A mix might be a good idea, though the French breakfast would be the star. I really like the spicy peppery flavor.

My radishes can be different each year and I have no control over the weather. Some years there's some bitter, some years there's an unexpected sweetness. I'll just have to wait and see how they turn out.


----------



## BigDaveK (Apr 28, 2022)

FlamingoEmporium said:


> View attachment 87652


OH
MY
GOD!
Love it! Definitely need some of those!


----------



## BigDaveK (Apr 28, 2022)

crushday said:


> LOL! You're witnessing an epic fail. I read radishes but with only one cup of coffee so far, I envisioned Beet Wine for Dave's new project.
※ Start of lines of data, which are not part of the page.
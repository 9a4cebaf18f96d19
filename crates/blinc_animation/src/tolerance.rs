//! Settling tolerances for simulations

/// How close to "done" a simulation has to be before it counts as settled
#[derive(Clone, Copy, Debug, PartialEq)]
pub struct Tolerance {
    /// Maximum distance from the target position
    pub distance: f64,
    /// Maximum time difference
    pub time: f64,
    /// Maximum velocity magnitude (units per second)
    pub velocity: f64,
}

impl Tolerance {
    pub const DEFAULT: Tolerance = Tolerance {
        distance: 1e-3,
        time: 1e-3,
        velocity: 1e-3,
    };

    pub const fn new(distance: f64, time: f64, velocity: f64) -> Self {
        Self {
            distance,
            time,
            velocity,
        }
    }

    pub const fn with_velocity(mut self, velocity: f64) -> Self {
        self.velocity = velocity;
        self
    }

    pub const fn with_distance(mut self, distance: f64) -> Self {
        self.distance = distance;
        self
    }
}

impl Default for Tolerance {
    fn default() -> Self {
        Self::DEFAULT
    }
}

/// `a` and `b` are within `epsilon` of each other
pub fn near_equal(a: f64, b: f64, epsilon: f64) -> bool {
    debug_assert!(epsilon >= 0.0);
    ((a > b - epsilon) && (a < b + epsilon)) || a == b
}

/// Like [`near_equal`], treating two missing values as equal
pub fn near_equal_opt(a: Option<f64>, b: Option<f64>, epsilon: f64) -> bool {
    match (a, b) {
        (Some(a), Some(b)) => near_equal(a, b, epsilon),
        (None, None) => true,
        _ => false,
    }
}

pub fn near_zero(a: f64, epsilon: f64) -> bool {
    near_equal(a, 0.0, epsilon)
}
impl TrackingScrollController {
    pub fn new(controller: ScrollController) -> Self {
        Self {
            controller,
            position_listeners: FxHashMap::default(),
            last_updated: Arc::new(Mutex::new(LastUpdated::default())),
        }
    }

    /// The underlying controller, for reads and fan-out operations
    pub fn controller(&self) -> &ScrollController {
        &self.controller
    }

    /// The attached position that changed most recently
    pub fn most_recently_updated_position(&self) -> Option<SharedScrollPosition> {
        let id = lock(&self.last_updated).position?;
        self.controller.find(id)
    }

    /// The offset of the most recently changed position, or the
    /// controller's initial offset if none has changed yet
    pub fn initial_scroll_offset(&self) -> f64 {
        lock(&self.last_updated)
            .offset
            .unwrap_or(self.controller.initial_scroll_offset)
    }

    pub fn attach(&mut self, position: &SharedScrollPosition) -> Result<()> {
        self.controller.attach(position)?;

        let guard = lock(position);
        let id = guard.id();
        debug_assert!(!self.position_listeners.contains_key(&id));
        let last_updated = self.last_updated.clone();
        let listener = guard.add_listener(move |pixels| {
            let mut last = lock(&last_updated);
            last.position = Some(id);
            last.offset = Some(*pixels);
        });
        self.position_listeners.insert(id, listener);
        Ok(())
    }

    pub fn detach(&mut self, position: &SharedScrollPosition) -> Result<()> {
        self.controller.detach(position)?;

        let guard = lock(position);
        let id = guard.id();
        if let Some(listener) = self.position_listeners.remove(&id) {
            guard.remove_listener(listener);
        }
        drop(guard);

        let mut last = lock(&self.last_updated);
        if last.position == Some(id) {
            last.position = None;
        }
        if self.position_listeners.is_empty() {
            last.offset = None;
        }
        Ok(())
    }

    pub fn dispose(&mut self) {
        for position in self.controller.positions() {
            let guard = lock(&position);
            if let Some(listener) = self.position_listeners.remove(&guard.id()) {
                guard.remove_listener(listener);
            }
        }
        self.controller.dispose();
    }

    /// Create a position starting at [`Self::initial_scroll_offset`]
    pub fn create_scroll_position(
        &self,
        physics: ScrollPhysics,
        context: Arc<dyn ScrollContext>,
        old_position: Option<&SharedScrollPosition>,
    ) -> Result<SharedScrollPosition> {
        self.controller
            .create_scroll_position_at(self.initial_scroll_offset(), physics, context, old_position)
    }

    pub fn jump_to(&self, value: f64) -> Result<()> {
        self.controller.jump_to(value)
    }

    pub fn animate_to(&self, offset: f64, duration: Duration, curve: Easing) -> Result<Completion> {
        self.controller.animate_to(offset, duration, curve)
    }
}

impl fmt::Display for TrackingScrollController {
    fn fmt(&self, f: &mut fmt::Formatter<'_>) -> fmt::Result {
        self.controller
            .describe("TrackingScrollController", self.initial_scroll_offset(), f)
    }
}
That's not a problem! I'm planting beets this year, also, primarily for wine. Well, I'll can some too, but they're mostly for wine.


----------



## BigDaveK (Apr 28, 2022)

VinesnBines said:


> Beet is too standard I'm waiting for him to try the eggplant and sweetcorn blend.


Oooohh, sweetcorn wine!
Oooohh, eggplant wine!
Oooohh, sweetcorn-eggplant wine!
Thank you! They went on the wine list!

I'm getting together one last seed order from Baker Creek and I actually have my eye on Melanzane Rosso Di Rotanda, Chinese String, and Black Beauty eggplant. The Chinese string is supposed to be sweet enough to eat raw.


----------



## BigDaveK (Apr 28, 2022)

CortneyD said:


> I found that roasted radishes lose all their bitterness and are so delicious- the flavor is incredible, I'm wondering if doing a percentage of the radishes dry roasted (obviously no oil/salt/pepper) would help mellow out the bite and bring the actual flavor forward?
> 
> I'm impatiently waiting for a recipe to test- I love how fast and easy radishes are to grow so I ought to get enough volume easy-peasy!


Interesting idea! I'll have to see how my radishes taste his year.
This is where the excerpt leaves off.